= Exercise goal =
Go through the records underneath and write each one out again exactly.

Records provided Block Start

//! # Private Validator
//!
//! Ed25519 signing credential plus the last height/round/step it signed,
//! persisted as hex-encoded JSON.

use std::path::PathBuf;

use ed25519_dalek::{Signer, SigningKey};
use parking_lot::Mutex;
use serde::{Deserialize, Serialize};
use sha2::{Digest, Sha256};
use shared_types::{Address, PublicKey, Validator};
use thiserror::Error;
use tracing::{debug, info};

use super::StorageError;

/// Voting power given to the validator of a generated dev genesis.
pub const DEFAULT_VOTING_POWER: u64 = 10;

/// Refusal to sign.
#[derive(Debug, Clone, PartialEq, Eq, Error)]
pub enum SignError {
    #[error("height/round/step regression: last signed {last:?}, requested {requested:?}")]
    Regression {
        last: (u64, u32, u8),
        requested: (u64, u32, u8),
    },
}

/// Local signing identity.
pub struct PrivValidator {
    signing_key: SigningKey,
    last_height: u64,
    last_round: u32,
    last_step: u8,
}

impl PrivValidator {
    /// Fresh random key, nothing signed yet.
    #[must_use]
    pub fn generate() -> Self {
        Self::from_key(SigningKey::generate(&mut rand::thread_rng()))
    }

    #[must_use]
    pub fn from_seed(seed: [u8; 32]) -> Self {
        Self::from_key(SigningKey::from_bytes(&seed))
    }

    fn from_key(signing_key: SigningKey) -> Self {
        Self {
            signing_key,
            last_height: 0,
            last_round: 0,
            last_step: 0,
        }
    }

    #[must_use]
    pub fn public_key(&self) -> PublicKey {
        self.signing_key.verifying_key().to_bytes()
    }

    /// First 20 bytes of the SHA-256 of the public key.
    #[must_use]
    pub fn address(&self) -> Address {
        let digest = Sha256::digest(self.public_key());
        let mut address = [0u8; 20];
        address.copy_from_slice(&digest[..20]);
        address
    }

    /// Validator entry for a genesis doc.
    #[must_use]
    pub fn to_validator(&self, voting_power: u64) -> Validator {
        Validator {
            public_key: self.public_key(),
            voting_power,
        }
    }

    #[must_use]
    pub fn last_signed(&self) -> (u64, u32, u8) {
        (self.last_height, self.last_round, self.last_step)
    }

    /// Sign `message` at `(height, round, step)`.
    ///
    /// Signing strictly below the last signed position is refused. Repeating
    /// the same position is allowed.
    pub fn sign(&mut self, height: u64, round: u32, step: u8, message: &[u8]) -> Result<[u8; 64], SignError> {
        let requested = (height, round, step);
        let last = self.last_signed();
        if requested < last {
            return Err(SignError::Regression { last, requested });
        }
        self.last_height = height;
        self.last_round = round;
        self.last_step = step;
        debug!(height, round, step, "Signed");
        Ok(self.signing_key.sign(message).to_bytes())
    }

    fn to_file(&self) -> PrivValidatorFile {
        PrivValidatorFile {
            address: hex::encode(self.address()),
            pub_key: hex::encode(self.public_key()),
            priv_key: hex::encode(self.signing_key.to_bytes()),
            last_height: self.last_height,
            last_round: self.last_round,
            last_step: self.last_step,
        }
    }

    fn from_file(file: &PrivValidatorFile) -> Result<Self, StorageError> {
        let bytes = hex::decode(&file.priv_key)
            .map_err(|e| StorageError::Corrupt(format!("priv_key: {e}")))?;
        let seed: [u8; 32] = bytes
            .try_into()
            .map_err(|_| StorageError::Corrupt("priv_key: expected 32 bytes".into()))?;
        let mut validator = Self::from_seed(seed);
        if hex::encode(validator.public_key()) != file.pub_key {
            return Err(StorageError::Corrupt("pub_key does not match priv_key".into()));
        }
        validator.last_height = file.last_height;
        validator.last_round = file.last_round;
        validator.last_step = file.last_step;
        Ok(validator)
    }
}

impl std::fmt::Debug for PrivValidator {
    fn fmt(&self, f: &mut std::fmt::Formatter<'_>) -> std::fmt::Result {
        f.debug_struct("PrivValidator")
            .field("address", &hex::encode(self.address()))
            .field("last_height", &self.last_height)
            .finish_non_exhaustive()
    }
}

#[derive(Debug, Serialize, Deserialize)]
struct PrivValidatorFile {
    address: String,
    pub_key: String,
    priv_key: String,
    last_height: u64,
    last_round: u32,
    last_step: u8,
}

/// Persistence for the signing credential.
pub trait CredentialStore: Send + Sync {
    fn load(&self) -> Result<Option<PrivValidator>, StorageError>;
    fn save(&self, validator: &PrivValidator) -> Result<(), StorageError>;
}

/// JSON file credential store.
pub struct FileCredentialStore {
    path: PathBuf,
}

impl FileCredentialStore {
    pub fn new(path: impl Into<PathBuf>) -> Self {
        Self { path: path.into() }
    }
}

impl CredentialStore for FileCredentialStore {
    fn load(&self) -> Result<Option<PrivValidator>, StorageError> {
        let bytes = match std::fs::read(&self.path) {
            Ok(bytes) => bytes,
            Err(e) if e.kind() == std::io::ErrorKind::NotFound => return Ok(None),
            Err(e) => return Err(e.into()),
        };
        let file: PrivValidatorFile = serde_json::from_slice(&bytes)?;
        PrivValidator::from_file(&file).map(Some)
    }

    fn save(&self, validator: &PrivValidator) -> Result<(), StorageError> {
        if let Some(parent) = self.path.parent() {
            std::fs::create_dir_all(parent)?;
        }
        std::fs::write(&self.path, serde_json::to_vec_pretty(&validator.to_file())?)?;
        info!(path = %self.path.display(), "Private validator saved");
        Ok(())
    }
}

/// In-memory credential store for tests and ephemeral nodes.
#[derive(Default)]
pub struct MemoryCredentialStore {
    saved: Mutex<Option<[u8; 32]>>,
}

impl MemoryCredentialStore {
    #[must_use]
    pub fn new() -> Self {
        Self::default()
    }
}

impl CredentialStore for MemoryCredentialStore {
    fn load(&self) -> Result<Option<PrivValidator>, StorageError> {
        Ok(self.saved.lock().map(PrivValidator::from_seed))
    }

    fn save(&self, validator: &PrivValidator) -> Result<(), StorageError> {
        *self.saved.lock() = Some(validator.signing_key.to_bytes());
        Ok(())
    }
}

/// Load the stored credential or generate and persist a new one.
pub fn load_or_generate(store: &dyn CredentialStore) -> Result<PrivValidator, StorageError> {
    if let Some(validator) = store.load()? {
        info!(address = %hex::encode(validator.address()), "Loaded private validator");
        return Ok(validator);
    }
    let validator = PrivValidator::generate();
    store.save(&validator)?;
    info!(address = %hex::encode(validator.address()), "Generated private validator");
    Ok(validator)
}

Records provided Block End

= Your response =
//! # Private Validator
//!
//! Ed25519 signing credential plus the last height/round/step it signed,
//! persisted as hex-encoded JSON.

use std::path::PathBuf;

use ed25519_dalek::{Signer, SigningKey};
use parking_lot::Mutex;
use serde::{Deserialize, Serialize};
use sha2::{Digest, Sha256};
use shared_types::{Address, PublicKey, Validator};
use thiserror::Error;
use tracing::{debug, info};

use super::StorageError;

/// Voting power given to the validator of a generated dev genesis.
pub const DEFAULT_VOTING_POWER: u64 = 10;

/// Refusal to sign.
#[derive(Debug, Clone, PartialEq, Eq, Error)]
pub enum SignError {
    #[error("height/round/step regression: last signed {last:?}, requested {requested:?}")]
    Regression {
        last: (u64, u32, u8),
        requested: (u64, u32, u8),
    },
}

/// Local signing identity.
pub struct PrivValidator {
    signing_key: SigningKey,
    last_height: u64,
    last_round: u32,
    last_step: u8,
}

impl PrivValidator {
    /// Fresh random key, nothing signed yet.
    #[must_use]
    pub fn generate() -> Self {
        Self::from_key(SigningKey::generate(&mut rand::thread_rng()))
    }

    #[must_use]
    pub fn from_seed(seed: [u8; 32]) -> Self {
        Self::from_key(SigningKey::from_bytes(&seed))
    }

    fn from_key(signing_key: SigningKey) -> Self {
        Self {
            signing_key,
            last_height: 0,
            last_round: 0,
            last_step: 0,
        }
    }

    #[must_use]
    pub fn public_key(&self) -> PublicKey {
        self.signing_key.verifying_key().to_bytes()
    }

    /// First 20 bytes of the SHA-256 of the public key.
    #[must_use]
    pub fn address(&self) -> Address {
        let digest = Sha256::digest(self.public_key());
        let mut address = [0u8; 20];
        address.copy_from_slice(&digest[..20]);
        address
    }

    /// Validator entry for a genesis doc.
    #[must_use]
    pub fn to_validator(&self, voting_power: u64) -> Validator {
        Validator {
            public_key: self.public_key(),
            voting_power,
        }
    }

    #[must_use]
    pub fn last_signed(&self) -> (u64, u32, u8) {
        (self.last_height, self.last_round, self.last_step)
    }

    /// Sign `message` at `(height, round, step)`.
    ///
    /// Signing strictly below the last signed position is refused. Repeating
    /// the same position is allowed.
    pub fn sign(&mut self, height: u64, round: u32, step: u8, message: &[u8]) -> Result<[u8; 64], SignError> {
        let requested = (height, round, step);
        let last = self.last_signed();
        if requested < last {
            return Err(SignError::Regression { last, requested });
        }
        self.last_height = height;
        self.last_round = round;
        self.last_step = step;
        debug!(height, round, step, "Signed");
        Ok(self.signing_key.sign(message).to_bytes())
    }

    fn to_file(&self) -> PrivValidatorFile {
        PrivValidatorFile {
            address: hex::encode(self.address()),
            pub_key: hex::encode(self.public_key()),
            priv_key: hex::encode(self.signing_key.to_bytes()),
            last_height: self.last_height,
            last_round: self.last_round,
            last_step: self.last_step,
        }
    }

    fn from_file(file: &PrivValidatorFile) -> Result<Self, StorageError> {
        let bytes = hex::decode(&file.priv_key)
            .map_err(|e| StorageError::Corrupt(format!("priv_key: {e}")))?;
        let seed: [u8; 32] = bytes
            .try_into()
            .map_err(|_| StorageError::Corrupt("priv_key: expected 32 bytes".into()))?;
        let mut validator = Self::from_seed(seed);
        if hex::encode(validator.public_key()) != file.pub_key {
            return Err(StorageError::Corrupt("pub_key does not match priv_key".into()));
        }
        validator.last_height = file.last_height;
        validator.last_round = file.last_round;
        validator.last_step = file.last_step;
        Ok(validator)
    }
}

impl std::fmt::Debug for PrivValidator {
    fn fmt(&self, f: &mut std::fmt::Formatter<'_>) -> std::fmt::Result {
        f.debug_struct("PrivValidator")
            .field("address", &hex::encode(self.address()))
            .field("last_height", &self.last_height)
            .finish_non_exhaustive()
    }
}

#[derive(Debug, Serialize, Deserialize)]
struct PrivValidatorFile {
    address: String,
    pub_key: String,
    priv_key: String,
    last_height: u64,
    last_round: u32,
    last_step: u8,
}

/// Persistence for the signing credential.
pub trait CredentialStore: Send + Sync {
    fn load(&self) -> Result<Option<PrivValidator>, StorageError>;
    fn save(&self, validator: &PrivValidator) -> Result<(), StorageError>;
}

/// JSON file credential store.
pub struct FileCredentialStore {
    path: PathBuf,
}

impl FileCredentialStore {
    pub fn new(path: impl Into<PathBuf>) -> Self {
        Self { path: path.into() }
    }
}

impl CredentialStore for FileCredentialStore {
    fn load(&self) -> Result<Option<PrivValidator>, StorageError> {
        let bytes = match std::fs::read(&self.path) {
            Ok(bytes) => bytes,
            Err(e) if e.kind() == std::io::ErrorKind::NotFound => return Ok(None),
            Err(e) => return Err(e.into()),
        };
        let file: PrivValidatorFile = serde_json::from_slice(&bytes)?;
        PrivValidator::from_file(&file).map(Some)
    }

    fn save(&self, validator: &PrivValidator) -> Result<(), StorageError> {
        if let Some(parent) = self.path.parent() {
            std::fs::create_dir_all(parent)?;
        }
        std::fs::write(&self.path, serde_json::to_vec_pretty(&validator.to_file())?)?;
        info!(path = %self.path.display(), "Private validator saved");
        Ok(())
    }
}

/// In-memory credential store for tests and ephemeral nodes.
#[derive(Default)]
pub struct MemoryCredentialStore {
    saved: Mutex<Option<[u8; 32]>>,
}

impl MemoryCredentialStore {
    #[must_use]
    pub fn new() -> Self {
        Self::default()
    }
}

impl CredentialStore for MemoryCredentialStore {
    fn load(&self) -> Result<Option<PrivValidator>, StorageError> {
        Ok(self.saved.lock().map(PrivValidator::from_seed))
    }

    fn save(&self, validator: &PrivValidator) -> Result<(), StorageError> {
        *self.saved.lock() = Some(validator.signing_key.to_bytes());
        Ok(())
    }
}

/// Load the stored credential or generate and persist a new one.
pub fn load_or_generate(store: &dyn CredentialStore) -> Result<PrivValidator, StorageError> {
    if let Some(validator) = store.load()? {
        info!(address = %hex::encode(validator.address()), "Loaded private validator");
        return Ok(validator);
    }
    let validator = PrivValidator::generate();
    store.save(&validator)?;
    info!(address = %hex::encode(validator.address()), "Generated private validator");
    Ok(validator)
}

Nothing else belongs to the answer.